Collected data entries:
↓

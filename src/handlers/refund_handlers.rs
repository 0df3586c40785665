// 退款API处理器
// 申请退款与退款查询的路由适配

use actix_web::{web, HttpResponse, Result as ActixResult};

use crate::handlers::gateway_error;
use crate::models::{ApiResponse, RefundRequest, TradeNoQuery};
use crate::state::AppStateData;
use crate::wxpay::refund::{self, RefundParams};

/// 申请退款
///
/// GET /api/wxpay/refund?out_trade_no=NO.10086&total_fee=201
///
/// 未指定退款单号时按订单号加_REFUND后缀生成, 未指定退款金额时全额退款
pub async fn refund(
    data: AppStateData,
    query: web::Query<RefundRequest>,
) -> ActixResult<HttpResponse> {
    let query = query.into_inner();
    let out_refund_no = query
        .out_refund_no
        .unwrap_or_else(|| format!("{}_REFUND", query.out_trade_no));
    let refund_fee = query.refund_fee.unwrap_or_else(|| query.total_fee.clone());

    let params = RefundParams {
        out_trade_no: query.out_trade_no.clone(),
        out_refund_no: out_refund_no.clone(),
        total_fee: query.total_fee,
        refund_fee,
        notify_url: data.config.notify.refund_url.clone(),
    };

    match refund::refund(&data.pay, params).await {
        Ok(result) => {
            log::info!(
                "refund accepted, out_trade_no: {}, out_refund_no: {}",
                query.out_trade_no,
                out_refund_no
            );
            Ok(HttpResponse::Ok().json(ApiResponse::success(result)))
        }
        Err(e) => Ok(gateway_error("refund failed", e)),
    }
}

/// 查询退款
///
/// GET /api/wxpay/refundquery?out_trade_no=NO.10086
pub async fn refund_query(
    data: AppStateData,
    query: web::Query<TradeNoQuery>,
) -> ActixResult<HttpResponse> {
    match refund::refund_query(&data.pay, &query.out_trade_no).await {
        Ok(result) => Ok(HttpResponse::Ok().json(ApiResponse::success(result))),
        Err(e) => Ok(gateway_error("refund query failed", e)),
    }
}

↑
↓

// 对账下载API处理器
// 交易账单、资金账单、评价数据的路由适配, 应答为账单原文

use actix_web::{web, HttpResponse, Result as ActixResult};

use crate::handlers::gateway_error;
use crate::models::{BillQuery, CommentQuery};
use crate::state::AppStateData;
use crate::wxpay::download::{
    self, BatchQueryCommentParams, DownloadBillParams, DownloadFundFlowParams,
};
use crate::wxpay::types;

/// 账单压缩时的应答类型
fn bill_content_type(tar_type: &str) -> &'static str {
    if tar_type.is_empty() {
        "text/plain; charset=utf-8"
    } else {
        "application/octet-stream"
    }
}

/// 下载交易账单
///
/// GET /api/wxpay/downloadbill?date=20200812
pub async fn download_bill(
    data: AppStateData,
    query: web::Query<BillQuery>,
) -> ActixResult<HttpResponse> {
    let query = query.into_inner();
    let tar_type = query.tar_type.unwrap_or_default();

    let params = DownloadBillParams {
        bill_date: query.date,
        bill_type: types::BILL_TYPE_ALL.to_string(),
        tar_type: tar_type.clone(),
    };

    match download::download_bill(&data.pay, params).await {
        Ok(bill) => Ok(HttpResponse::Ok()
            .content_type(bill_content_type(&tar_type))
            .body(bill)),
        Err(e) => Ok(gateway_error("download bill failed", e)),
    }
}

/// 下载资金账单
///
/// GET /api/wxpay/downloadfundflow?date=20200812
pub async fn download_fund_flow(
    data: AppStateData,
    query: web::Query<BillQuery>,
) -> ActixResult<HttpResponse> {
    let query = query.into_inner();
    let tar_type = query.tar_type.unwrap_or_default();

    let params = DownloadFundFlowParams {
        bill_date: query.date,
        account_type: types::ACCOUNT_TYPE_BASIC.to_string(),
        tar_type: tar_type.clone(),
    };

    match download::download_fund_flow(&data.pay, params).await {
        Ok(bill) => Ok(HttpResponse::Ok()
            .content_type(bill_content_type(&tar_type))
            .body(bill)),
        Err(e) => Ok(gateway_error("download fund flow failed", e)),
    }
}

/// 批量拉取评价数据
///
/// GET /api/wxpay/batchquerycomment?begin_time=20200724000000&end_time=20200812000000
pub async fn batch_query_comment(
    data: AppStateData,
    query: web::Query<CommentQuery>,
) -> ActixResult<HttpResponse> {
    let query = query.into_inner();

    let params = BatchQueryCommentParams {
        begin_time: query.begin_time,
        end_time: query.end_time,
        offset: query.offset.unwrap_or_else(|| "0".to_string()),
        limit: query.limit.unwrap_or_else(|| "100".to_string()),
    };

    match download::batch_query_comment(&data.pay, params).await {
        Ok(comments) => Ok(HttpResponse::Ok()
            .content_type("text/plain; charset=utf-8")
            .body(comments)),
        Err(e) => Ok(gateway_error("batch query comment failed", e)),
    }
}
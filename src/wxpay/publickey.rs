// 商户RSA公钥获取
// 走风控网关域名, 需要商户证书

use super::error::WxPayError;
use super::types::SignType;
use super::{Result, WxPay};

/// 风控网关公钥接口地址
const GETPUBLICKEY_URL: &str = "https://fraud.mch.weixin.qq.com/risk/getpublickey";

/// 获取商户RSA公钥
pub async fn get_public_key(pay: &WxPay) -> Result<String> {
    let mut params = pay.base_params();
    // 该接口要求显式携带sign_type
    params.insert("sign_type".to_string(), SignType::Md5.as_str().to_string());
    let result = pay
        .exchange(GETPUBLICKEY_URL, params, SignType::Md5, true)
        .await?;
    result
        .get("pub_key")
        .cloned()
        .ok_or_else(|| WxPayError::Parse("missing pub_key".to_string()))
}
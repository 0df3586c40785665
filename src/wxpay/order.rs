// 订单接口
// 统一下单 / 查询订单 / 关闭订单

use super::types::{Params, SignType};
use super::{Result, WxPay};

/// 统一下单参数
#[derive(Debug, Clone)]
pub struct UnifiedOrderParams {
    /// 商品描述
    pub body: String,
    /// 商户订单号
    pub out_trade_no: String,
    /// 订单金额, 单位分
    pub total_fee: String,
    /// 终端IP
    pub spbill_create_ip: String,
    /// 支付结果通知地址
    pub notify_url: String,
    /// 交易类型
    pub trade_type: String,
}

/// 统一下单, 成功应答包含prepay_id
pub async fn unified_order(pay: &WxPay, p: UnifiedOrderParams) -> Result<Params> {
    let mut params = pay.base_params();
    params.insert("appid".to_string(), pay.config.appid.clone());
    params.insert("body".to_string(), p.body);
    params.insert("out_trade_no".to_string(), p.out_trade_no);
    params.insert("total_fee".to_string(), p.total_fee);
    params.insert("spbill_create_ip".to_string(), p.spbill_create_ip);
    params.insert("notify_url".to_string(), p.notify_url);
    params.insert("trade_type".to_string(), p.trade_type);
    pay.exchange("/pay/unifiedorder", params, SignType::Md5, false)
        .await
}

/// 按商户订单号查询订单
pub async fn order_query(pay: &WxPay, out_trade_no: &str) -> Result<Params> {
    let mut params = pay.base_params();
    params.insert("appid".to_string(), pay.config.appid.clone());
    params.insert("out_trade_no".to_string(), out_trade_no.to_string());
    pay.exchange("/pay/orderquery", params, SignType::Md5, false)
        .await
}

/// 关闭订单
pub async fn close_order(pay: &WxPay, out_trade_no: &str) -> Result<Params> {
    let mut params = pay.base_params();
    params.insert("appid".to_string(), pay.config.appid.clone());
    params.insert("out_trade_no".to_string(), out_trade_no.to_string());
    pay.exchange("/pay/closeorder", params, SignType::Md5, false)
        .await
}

↑
↓

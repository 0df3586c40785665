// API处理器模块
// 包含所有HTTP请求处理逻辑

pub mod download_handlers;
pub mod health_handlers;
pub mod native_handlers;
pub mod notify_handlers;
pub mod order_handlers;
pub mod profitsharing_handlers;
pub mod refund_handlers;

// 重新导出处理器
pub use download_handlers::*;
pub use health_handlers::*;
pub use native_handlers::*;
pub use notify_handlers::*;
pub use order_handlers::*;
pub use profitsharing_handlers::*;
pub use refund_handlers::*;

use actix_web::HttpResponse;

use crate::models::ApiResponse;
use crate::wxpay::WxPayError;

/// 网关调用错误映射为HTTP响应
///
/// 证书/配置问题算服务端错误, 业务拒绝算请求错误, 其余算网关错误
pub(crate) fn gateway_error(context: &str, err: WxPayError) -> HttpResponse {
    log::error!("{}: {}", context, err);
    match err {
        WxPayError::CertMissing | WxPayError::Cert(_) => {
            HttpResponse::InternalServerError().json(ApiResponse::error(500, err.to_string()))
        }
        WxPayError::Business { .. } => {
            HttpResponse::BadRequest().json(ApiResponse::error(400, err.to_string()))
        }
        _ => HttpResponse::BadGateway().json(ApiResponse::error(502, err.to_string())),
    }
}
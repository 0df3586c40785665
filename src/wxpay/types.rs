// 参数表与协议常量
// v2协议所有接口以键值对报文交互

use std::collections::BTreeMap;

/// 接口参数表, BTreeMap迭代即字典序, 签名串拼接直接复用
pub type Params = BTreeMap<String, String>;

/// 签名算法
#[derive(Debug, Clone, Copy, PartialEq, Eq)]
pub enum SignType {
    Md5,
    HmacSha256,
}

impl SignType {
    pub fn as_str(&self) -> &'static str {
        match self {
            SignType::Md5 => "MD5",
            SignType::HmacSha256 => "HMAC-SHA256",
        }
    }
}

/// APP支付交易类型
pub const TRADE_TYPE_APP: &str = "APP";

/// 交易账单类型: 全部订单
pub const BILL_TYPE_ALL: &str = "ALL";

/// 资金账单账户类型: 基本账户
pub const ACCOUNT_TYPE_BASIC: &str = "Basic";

↑

ACTIVITY: Which lines of the records above contain the word "CommentQuery"? Show each of them.

ANSWER SECTION:
use crate::models::{BillQuery, CommentQuery};
    query: web::Query<CommentQuery>,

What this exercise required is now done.